Yay, looks good so far!

Yes, now we check what's off there. Can you try to install it again and check if the error message is still the same?

I created a fresh user account and installed picongpu (without adios, isaac).

spack install picongpu %[email protected]
spack load picongpu
pic-create $PIC_EXAMPLES/LaserWakefield/ $HOME/paramSets/myLWFA
tempo@plasma01:~/build> pic-configure $HOME/paramSets/myLWFA
tempo@plasma01:~/build> make -j install

Now everything is default and backend is cuda. The example file compilation is giving the same error (see the attached file).

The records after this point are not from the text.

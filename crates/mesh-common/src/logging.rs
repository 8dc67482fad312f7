//! Logging configuration and initialization
//!
//! All binaries in the workspace route diagnostics through `tracing`. Console
//! output goes to stderr so that stdout stays free for command output such as
//! validation reports.
//!
//! Environment variables (all optional):
//! - `MESH_LOG_LEVEL`: trace, debug, info, warn, error
//! - `MESH_LOG_FORMAT`: text, json
//! - `MESH_LOG_OUTPUT`: console, file, both
//! - `MESH_LOG_DIR`: directory for rolling log files
//! - `MESH_LOG_FILTER`: extra directives, e.g. `mesh_ingest=trace,rusqlite=warn`
//!
//! `RUST_LOG` is still honoured and takes precedence over the base level.

use anyhow::{Context, Result};
use serde::{Deserialize, Serialize};
use std::path::PathBuf;
use tracing::Level;
use tracing_appender::non_blocking::WorkerGuard;
use tracing_subscriber::{fmt, layer::SubscriberExt, util::SubscriberInitExt, EnvFilter};

/// Minimum severity that reaches the subscriber
#[derive(Debug, Clone, Copy, PartialEq, Eq, Serialize, Deserialize, Default)]
#[serde(rename_all = "lowercase")]
pub enum LogLevel {
    Trace,
    Debug,
    #[default]
    Info,
    Warn,
    Error,
}

impl LogLevel {
    /// Convert to tracing Level
    pub fn to_tracing_level(self) -> Level {
        match self {
            LogLevel::Trace => Level::TRACE,
            LogLevel::Debug => Level::DEBUG,
            LogLevel::Info => Level::INFO,
            LogLevel::Warn => Level::WARN,
            LogLevel::Error => Level::ERROR,
        }
    }
}

impl std::str::FromStr for LogLevel {
    type Err = anyhow::Error;

    fn from_str(s: &str) -> std::result::Result<Self, Self::Err> {
        match s.to_lowercase().as_str() {
            "trace" => Ok(LogLevel::Trace),
            "debug" => Ok(LogLevel::Debug),
            "info" => Ok(LogLevel::Info),
            "warn" | "warning" => Ok(LogLevel::Warn),
            "error" => Ok(LogLevel::Error),
            _ => Err(anyhow::anyhow!("Invalid log level: {}", s)),
        }
    }
}

impl std::fmt::Display for LogLevel {
    fn fmt(&self, f: &mut std::fmt::Formatter<'_>) -> std::fmt::Result {
        let name = match self {
            LogLevel::Trace => "trace",
            LogLevel::Debug => "debug",
            LogLevel::Info => "info",
            LogLevel::Warn => "warn",
            LogLevel::Error => "error",
        };
        f.write_str(name)
    }
}

/// Where log lines are written
#[derive(Debug, Clone, Copy, PartialEq, Eq, Serialize, Deserialize, Default)]
#[serde(rename_all = "lowercase")]
pub enum LogOutput {
    #[default]
    Console,
    File,
    Both,
}

impl LogOutput {
    fn wants_console(self) -> bool {
        matches!(self, LogOutput::Console | LogOutput::Both)
    }

    fn wants_file(self) -> bool {
        matches!(self, LogOutput::File | LogOutput::Both)
    }
}

impl std::str::FromStr for LogOutput {
    type Err = anyhow::Error;

    fn from_str(s: &str) -> std::result::Result<Self, Self::Err> {
        match s.to_lowercase().as_str() {
            "console" | "stderr" => Ok(LogOutput::Console),
            "file" => Ok(LogOutput::File),
            "both" | "all" => Ok(LogOutput::Both),
            _ => Err(anyhow::anyhow!("Invalid log output: {}", s)),
        }
    }
}

impl std::fmt::Display for LogOutput {
    fn fmt(&self, f: &mut std::fmt::Formatter<'_>) -> std::fmt::Result {
        let name = match self {
            LogOutput::Console => "console",
            LogOutput::File => "file",
            LogOutput::Both => "both",
        };
        f.write_str(name)
    }
}

/// Line format
#[derive(Debug, Clone, Copy, PartialEq, Eq, Serialize, Deserialize, Default)]
#[serde(rename_all = "lowercase")]
pub enum LogFormat {
    #[default]
    Text,
    Json,
}

impl std::str::FromStr for LogFormat {
    type Err = anyhow::Error;

    fn from_str(s: &str) -> std::result::Result<Self, Self::Err> {
        match s.to_lowercase().as_str() {
            "text" | "pretty" => Ok(LogFormat::Text),
            "json" => Ok(LogFormat::Json),
            _ => Err(anyhow::anyhow!("Invalid log format: {}", s)),
        }
    }
}

impl std::fmt::Display for LogFormat {
    fn fmt(&self, f: &mut std::fmt::Formatter<'_>) -> std::fmt::Result {
        match self {
            LogFormat::Text => f.write_str("text"),
            LogFormat::Json => f.write_str("json"),
        }
    }
}

/// Logging configuration
#[derive(Debug, Clone, Serialize, Deserialize)]
pub struct LogConfig {
    pub level: LogLevel,
    pub output: LogOutput,
    pub format: LogFormat,

    /// Directory for rolling log files, only read when `output` includes a file
    pub log_dir: PathBuf,

    /// File name prefix, e.g. "mesh-ingest" -> "mesh-ingest.2024-01-18"
    pub log_file_prefix: String,

    /// Extra comma-separated filter directives
    pub filter_directives: Option<String>,

    pub include_targets: bool,
}

impl Default for LogConfig {
    fn default() -> Self {
        Self {
            level: LogLevel::Info,
            output: LogOutput::Console,
            format: LogFormat::Text,
            log_dir: PathBuf::from("./logs"),
            log_file_prefix: "mesh".to_string(),
            filter_directives: None,
            include_targets: false,
        }
    }
}

impl LogConfig {
    pub fn builder() -> LogConfigBuilder {
        LogConfigBuilder::default()
    }

    /// Defaults overlaid with `MESH_LOG_*` environment variables
    pub fn from_env() -> Result<Self> {
        Self::default().merge_env()
    }

    /// Overlay `MESH_LOG_*` environment variables on top of `self`
    pub fn merge_env(mut self) -> Result<Self> {
        if let Ok(level) = std::env::var("MESH_LOG_LEVEL") {
            self.level = level.parse()?;
        }
        if let Ok(format) = std::env::var("MESH_LOG_FORMAT") {
            self.format = format.parse()?;
        }
        if let Ok(output) = std::env::var("MESH_LOG_OUTPUT") {
            self.output = output.parse()?;
        }
        if let Ok(dir) = std::env::var("MESH_LOG_DIR") {
            self.log_dir = PathBuf::from(dir);
        }
        if let Ok(filter) = std::env::var("MESH_LOG_FILTER") {
            self.filter_directives = Some(filter);
        }
        Ok(self)
    }

    fn env_filter(&self) -> Result<EnvFilter> {
        let mut filter = EnvFilter::builder()
            .with_default_directive(self.level.to_tracing_level().into())
            .from_env_lossy();

        if let Some(directives) = &self.filter_directives {
            for directive in directives.split(',').filter(|d| !d.trim().is_empty()) {
                filter = filter.add_directive(
                    directive
                        .trim()
                        .parse()
                        .with_context(|| format!("Invalid filter directive '{}'", directive))?,
                );
            }
        }

        Ok(filter)
    }
}

/// Builder for LogConfig
#[derive(Default)]
pub struct LogConfigBuilder {
    config: LogConfig,
}

impl LogConfigBuilder {
    pub fn level(mut self, level: LogLevel) -> Self {
        self.config.level = level;
        self
    }

    pub fn output(mut self, output: LogOutput) -> Self {
        self.config.output = output;
        self
    }

    pub fn format(mut self, format: LogFormat) -> Self {
        self.config.format = format;
        self
    }

    pub fn log_dir(mut self, dir: impl Into<PathBuf>) -> Self {
        self.config.log_dir = dir.into();
        self
    }

    pub fn log_file_prefix(mut self, prefix: impl Into<String>) -> Self {
        self.config.log_file_prefix = prefix.into();
        self
    }

    pub fn filter_directives(mut self, filter: impl Into<String>) -> Self {
        self.config.filter_directives = Some(filter.into());
        self
    }

    pub fn include_targets(mut self, include: bool) -> Self {
        self.config.include_targets = include;
        self
    }

    pub fn build(self) -> LogConfig {
        self.config
    }
}

/// Install the global subscriber.
///
/// Returns the file writer guard when file output is enabled; it must be held
/// until the program exits or buffered lines are lost.
pub fn init_logging(config: &LogConfig) -> Result<Option<WorkerGuard>> {
    let filter = config.env_filter()?;

    let (file_writer, guard) = if config.output.wants_file() {
        std::fs::create_dir_all(&config.log_dir).with_context(|| {
            format!("Failed to create log directory {}", config.log_dir.display())
        })?;
        let appender = tracing_appender::rolling::daily(&config.log_dir, &config.log_file_prefix);
        let (writer, guard) = tracing_appender::non_blocking(appender);
        (Some(writer), Some(guard))
    } else {
        (None, None)
    };

    let console = config.output.wants_console();

    match config.format {
        LogFormat::Text => {
            let console_layer = console.then(|| {
                fmt::layer()
                    .with_writer(std::io::stderr)
                    .with_target(config.include_targets)
            });
            let file_layer = file_writer.map(|writer| {
                fmt::layer()
                    .with_writer(writer)
                    .with_target(config.include_targets)
                    .with_ansi(false)
            });
            tracing_subscriber::registry()
                .with(filter)
                .with(console_layer)
                .with(file_layer)
                .try_init()?;
        },
        LogFormat::Json => {
            let console_layer = console.then(|| {
                fmt::layer()
                    .json()
                    .with_writer(std::io::stderr)
                    .with_target(config.include_targets)
            });
            let file_layer = file_writer.map(|writer| {
                fmt::layer()
                    .json()
                    .with_writer(writer)
                    .with_target(config.include_targets)
                    .with_ansi(false)
            });
            tracing_subscriber::registry()
                .with(filter)
                .with(console_layer)
                .with(file_layer)
                .try_init()?;
        },
    }

    Ok(guard)
}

I uninstalled picongpu and re-installed with isaac, again it fails with same error.
Again I uninstalled and re-installed with adios+isaac, it fails with same error.

make-output.txt

This looks like a problem with our code and CUDA 9.2.
I isolated this into #2714 to investigate.

You can do one of the following to go on:
a) try again with e.g. GCC 5.4 (as described in the manual, if you have this GCC version) instead of 4.9 or
b) try again with CUDA 9.1 instead

for b), first deinstall the GPU version via:

spack uninstall --all picongpu backend=cuda

Then go into your $HOME/src/spack-repo/packages/picongpu/package.py and change this line
from

depends_on('[email protected]:9.2', when='backend=cuda')

to

depends_on('[email protected]:9.1', when='backend=cuda')

then

spack install ...
spack load ...
# ...

as always.

@ajitup73 sorry to bother you, but can I ask you for a third option c) to try out?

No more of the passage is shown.